Bringing climate-related reporting in from the cold

After eighteen months of drafting and consultation, the Financial Stability Board (FSB) Task Force on Climate-related Financial Disclosures, commonly known at the TCFD, has now released its final report of recommendations. The brainchild of Mark Carney, Chair of the FSB and Bank of England Governor, the recommendations seek to improve decision-making by investors, lenders and insurers in respect of the climate change impacts on companies and so manage the potential risks to financial stability. But will a nearly 200-page report drafted in under a year by 32 private sector individuals, including this author, really have such an impact?

Well, the answer is yes. The recommendations cover the broad areas of how boards and management govern climate change and how they integrate it into their strategy, businesses, financial plans and risk management. It also asks that companies disclose various metrics and targets relating to climate change, ranging from carbon emissions to executive remuneration.

Perhaps the most innovative aspect is the proposal that companies consider how their businesses will fare under different climate scenarios, including the 2oC outcome that the Paris Agreement seeks to meet.

The eagle-eyed will notice a few differences to the draft Phase II report, in response to the public consultation. The most substantial of these relates to materiality: the report clarifies that the recommended disclosures on strategy and metrics & targets are subject to materiality tests, and in the case of non-financial companies, need only be disclosed where annual revenues exceed $1 billion. Where these are non-material they can be disclosed outside of annual report and accounts. The disclosures for governance and risk management remain for all companies regardless of materiality. There has also been some simplification of metrics & targets for non-financial sectors, to provide clarity and consistency; an encouragement for further development of metrics in the financial sector, clarifying the link to financial impacts; and providing additional guidance and standard scenarios to ease implementation.

So, what happens next? After all, the recommendations are voluntary, so why might companies adopt them if governments, at least in the short term, are unlikely to regulate?

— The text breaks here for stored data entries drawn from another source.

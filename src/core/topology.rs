//! Fog topology: a tree of nodes rooted at the market (cloud) node, plus the all-pairs network
//! table derived from it.

use std::cmp::Ordering;
use std::collections::{BinaryHeap, HashMap};

use serde::{Deserialize, Serialize};

use crate::core::common::NodeId;
use crate::core::error::ConfigurationError;
use crate::core::fog_node::FogNode;
use crate::pricing::helpers::pricing_strategy_from_config;
use crate::pricing::interface::PricingConfig;

#[derive(Debug, Clone, Deserialize, Serialize, PartialEq)]
pub struct Flavor {
    pub core: f64,
    pub mem: f64, // in MiB
    /// Share of the node given to the marketplace, the whole node is used when not set.
    #[serde(default)]
    pub reserved_core: Option<f64>,
    #[serde(default)]
    pub reserved_mem: Option<f64>,
}

impl Flavor {
    pub fn usable_core(&self) -> f64 {
        self.reserved_core.unwrap_or(self.core)
    }

    pub fn usable_mem(&self) -> f64 {
        self.reserved_mem.unwrap_or(self.mem)
    }
}

/// Tree description of the topology as supplied by the infrastructure.
#[derive(Debug, Clone, Deserialize, Serialize, PartialEq)]
pub struct TopologyDescription {
    pub name: String,
    pub flavor: Flavor,
    /// One-way latency to the parent in ms, ignored for the root.
    #[serde(default)]
    pub latency: f64,
    /// Link rate to the parent in Mbit/s, unlimited when not set.
    #[serde(default)]
    pub rate: Option<f64>,
    /// Packet loss on the link to the parent, as a fraction.
    #[serde(default)]
    pub loss: Option<f64>,
    #[serde(default)]
    pub children: Vec<TopologyDescription>,
}

/// Characteristics of a single tree edge, or of the shortest path between two nodes.
#[derive(Debug, Clone, Copy, PartialEq, Serialize)]
pub struct NetworkLink {
    pub latency: f64,
    /// Bottleneck bandwidth in Mbit/s.
    pub bandwidth: f64,
    pub loss: f64,
}

impl NetworkLink {
    fn local() -> Self {
        Self {
            latency: 0.0,
            bandwidth: f64::INFINITY,
            loss: 0.0,
        }
    }

    fn unreachable() -> Self {
        Self {
            latency: f64::INFINITY,
            bandwidth: 0.0,
            loss: 1.0,
        }
    }

    /// Path extended by one more link.
    fn then(&self, link: &NetworkLink) -> Self {
        Self {
            latency: self.latency + link.latency,
            bandwidth: self.bandwidth.min(link.bandwidth),
            loss: 1.0 - (1.0 - self.loss) * (1.0 - link.loss),
        }
    }
}

pub struct Topology {
    nodes: Vec<FogNode>,
    node_ids: HashMap<String, NodeId>,
    /// Link from each node to its parent, None for the root.
    uplinks: Vec<Option<NetworkLink>>,
    /// Shortest path characteristics for every ordered pair of nodes.
    network: Vec<Vec<NetworkLink>>,
}

impl Topology {
    /// Builds nodes from the description (the root gets id 0 and level 0, children are numbered
    /// in depth-first order) and computes the network table.
    pub fn build(
        description: &TopologyDescription,
        pricing: &PricingConfig,
        seed: u64,
    ) -> Result<Self, ConfigurationError> {
        let mut topology = Topology {
            nodes: vec![],
            node_ids: HashMap::new(),
            uplinks: vec![],
            network: vec![],
        };
        topology.add_subtree(description, None, 0, pricing, seed)?;
        topology.network = (0..topology.nodes.len())
            .map(|source| topology.shortest_paths(source))
            .collect();

        for row in topology.network.iter() {
            if let Some(unreachable) = row.iter().position(|link| link.latency.is_infinite()) {
                return Err(ConfigurationError::UnreachableNode(
                    topology.nodes[unreachable].name.clone(),
                ));
            }
        }
        Ok(topology)
    }

    fn add_subtree(
        &mut self,
        description: &TopologyDescription,
        parent: Option<NodeId>,
        level: usize,
        pricing: &PricingConfig,
        seed: u64,
    ) -> Result<NodeId, ConfigurationError> {
        let name = &description.name;
        if self.node_ids.contains_key(name) {
            return Err(ConfigurationError::DuplicateNodeName(name.clone()));
        }
        let cores = description.flavor.usable_core();
        let mem = description.flavor.usable_mem();
        if !(cores > 0.0 && mem > 0.0) || !cores.is_finite() || !mem.is_finite() {
            return Err(ConfigurationError::NonPositiveCapacity {
                name: name.clone(),
                core: cores,
                mem,
            });
        }
        let uplink = match parent {
            Some(_) => Some(Self::parse_link(description)?),
            None => None,
        };

        let id = self.nodes.len();
        let pricing_strategy = pricing_strategy_from_config(pricing, level, id, seed)?;
        self.nodes.push(FogNode::new(
            id,
            name.clone(),
            level,
            parent,
            cores,
            mem,
            pricing_strategy,
        ));
        self.node_ids.insert(name.clone(), id);
        self.uplinks.push(uplink);

        for child in description.children.iter() {
            let child_id = self.add_subtree(child, Some(id), level + 1, pricing, seed)?;
            self.nodes[id].children.push(child_id);
        }
        Ok(id)
    }

    fn parse_link(description: &TopologyDescription) -> Result<NetworkLink, ConfigurationError> {
        let invalid = |reason: String| ConfigurationError::InvalidLink {
            name: description.name.clone(),
            reason,
        };
        if !description.latency.is_finite() || description.latency < 0.0 {
            return Err(invalid(format!("latency {}", description.latency)));
        }
        let bandwidth = description.rate.unwrap_or(f64::INFINITY);
        if bandwidth.is_nan() || bandwidth <= 0.0 {
            return Err(invalid(format!("rate {}", bandwidth)));
        }
        let loss = description.loss.unwrap_or(0.0);
        if !(0.0..1.0).contains(&loss) {
            return Err(invalid(format!("loss {}", loss)));
        }
        Ok(NetworkLink {
            latency: description.latency,
            bandwidth,
            loss,
        })
    }

    /// Dijkstra over the undirected tree edges from `source`.
    fn shortest_paths(&self, source: NodeId) -> Vec<NetworkLink> {
        let mut paths = vec![NetworkLink::unreachable(); self.nodes.len()];
        let mut visited = vec![false; self.nodes.len()];
        paths[source] = NetworkLink::local();

        let mut queue = BinaryHeap::new();
        queue.push(QueueEntry {
            latency: 0.0,
            node: source,
        });
        while let Some(QueueEntry { node, .. }) = queue.pop() {
            if visited[node] {
                continue;
            }
            visited[node] = true;
            for (neighbor, link) in self.adjacent_links(node) {
                let candidate = paths[node].then(&link);
                if candidate.latency < paths[neighbor].latency {
                    paths[neighbor] = candidate;
                    queue.push(QueueEntry {
                        latency: candidate.latency,
                        node: neighbor,
                    });
                }
            }
        }
        paths
    }

    fn adjacent_links(&self, id: NodeId) -> Vec<(NodeId, NetworkLink)> {
        let node = &self.nodes[id];
        let mut links: Vec<(NodeId, NetworkLink)> = node
            .children
            .iter()
            .filter_map(|&child| self.uplinks[child].map(|link| (child, link)))
            .collect();
        if let (Some(parent), Some(link)) = (node.parent, self.uplinks[id]) {
            links.push((parent, link));
        }
        links
    }

    /// Children first, then the parent, each with the latency of the connecting edge.
    pub fn neighbors(&self, id: NodeId) -> Vec<(NodeId, f64)> {
        self.adjacent_links(id)
            .into_iter()
            .map(|(neighbor, link)| (neighbor, link.latency))
            .collect()
    }

    pub fn node(&self, id: NodeId) -> &FogNode {
        &self.nodes[id]
    }

    pub fn node_mut(&mut self, id: NodeId) -> &mut FogNode {
        &mut self.nodes[id]
    }

    pub fn node_id(&self, name: &str) -> Option<NodeId> {
        self.node_ids.get(name).copied()
    }

    pub fn node_by_name(&self, name: &str) -> Option<&FogNode> {
        self.node_id(name).map(|id| &self.nodes[id])
    }

    pub fn root(&self) -> NodeId {
        0
    }

    pub fn len(&self) -> usize {
        self.nodes.len()
    }

    pub fn is_empty(&self) -> bool {
        self.nodes.is_empty()
    }

    pub fn nodes(&self) -> impl Iterator<Item = &FogNode> {
        self.nodes.iter()
    }

    pub fn max_level(&self) -> usize {
        self.nodes.iter().map(|n| n.level).max().unwrap_or(0)
    }

    pub fn link_between(&self, source: NodeId, destination: NodeId) -> &NetworkLink {
        &self.network[source][destination]
    }

    pub fn latency_between(&self, source: NodeId, destination: NodeId) -> f64 {
        self.network[source][destination].latency
    }

    /// One-way latency between two nodes given by name.
    pub fn latency(&self, source: &str, destination: &str) -> Option<f64> {
        Some(self.latency_between(self.node_id(source)?, self.node_id(destination)?))
    }
}

#[derive(Debug, PartialEq)]
struct QueueEntry {
    latency: f64,
    node: NodeId,
}

impl Eq for QueueEntry {}

impl Ord for QueueEntry {
    fn cmp(&self, other: &Self) -> Ordering {
        // reversed to make BinaryHeap a min-heap
        other
            .latency
            .total_cmp(&self.latency)
            .then_with(|| other.node.cmp(&self.node))
    }
}

impl PartialOrd for QueueEntry {
    fn partial_cmp(&self, other: &Self) -> Option<Ordering> {
        Some(self.cmp(other))
    }
}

The answer lies in the power of the markets, and more precisely that of investors. Asset owners, such as pension funds whose equity and debt holdings make up a large chunk of the capital markets, sit at the top of the investment and credit chain. They sit to win or lose by the decisions they make in respect of the companies they invest in, and how these companies in turn manage the physical and transition risks - and opportunities - arising from climate change. The early signs are that they, and the asset managers who represent them, are taking this seriously: a slew of heavyweights, from Blackrock to Aviva, Axa and Legal & General, have all issued statements making climate a top engagement priority and promising action if companies do not disclose in line with the TCFD recommendations. And in recent weeks they have turned words into action, for example with Exxon and Occidental in the US.

But it's not just investors who will bring pressure to bear on companies, requiring them to better disclose the impacts of our changing climate. Ratings agencies, who were already making progress with ESG and green bond ratings, also have the opportunity to see how better disclosure by companies can enable them to consider the financial impacts of climate change in credit and equity ratings. In addition, stock exchanges and securities regulators will have the ability to encourage or mandate better climate disclosure in listings; take the Brazilian exchange, B3, as an example where a voluntary “disclose or explain” approach has resulted in some 70% of listed companies making ESG disclosures.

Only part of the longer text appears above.